[[ Extracted information, beginning ]]

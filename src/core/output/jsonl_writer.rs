//! JSON Lines (JSONL) output writer.
//!
//! One record per line; the natural shape for loading into a warehouse
//! table or streaming into another job.

use std::fs::File;
use std::io::{BufWriter, Write};

use crate::error::Result;
use crate::record::NormalizedRecord;

/// Writes records to JSONL (JSON Lines) format.
///
/// Each line is a valid JSON object:
/// ```jsonl
/// {"id":"...","channel_id":"ch-1","user_id":"u1","type":"TEXT",...}
/// {"id":"...","channel_id":"ch-1","user_id":"u1","type":"IMAGE",...}
/// ```
pub fn write_jsonl(records: &[NormalizedRecord], output_path: &str) -> Result<()> {
    let file = File::create(output_path)?;
    let mut writer = BufWriter::new(file);
    write_lines(records, &mut writer)?;
    writer.flush()?;
    Ok(())
}

/// Converts records to a JSONL string.
pub fn to_jsonl(records: &[NormalizedRecord]) -> Result<String> {
    let mut buffer = Vec::new();
    write_lines(records, &mut buffer)?;
    // serde_json only emits valid UTF-8
    Ok(String::from_utf8_lossy(&buffer).into_owned())
}

fn write_lines<W: Write>(records: &[NormalizedRecord], writer: &mut W) -> Result<()> {
    for record in records {
        serde_json::to_writer(&mut *writer, record)?;
        writer.write_all(b"\n")?;
    }
    Ok(())
}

[[ Extracted information, end ]]

Action item.
Retype the entries exactly from the first line, stopping after the line with "output_path: &str) ->".

Response to this exercise.
filename src/core/output/jsonl_writer.rs
//! JSON Lines (JSONL) output writer.
//!
//! One record per line; the natural shape for loading into a warehouse
//! table or streaming into another job.

use std::fs::File;
use std::io::{BufWriter, Write};

use crate::error::Result;
use crate::record::NormalizedRecord;

/// Writes records to JSONL (JSON Lines) format.
///
/// Each line is a valid JSON object:
/// ```jsonl
/// {"id":"...","channel_id":"ch-1","user_id":"u1","type":"TEXT",...}
/// {"id":"...","channel_id":"ch-1","user_id":"u1","type":"IMAGE",...}
/// ```
pub fn write_jsonl(records: &[NormalizedRecord], output_path: &str) -> Result<()> {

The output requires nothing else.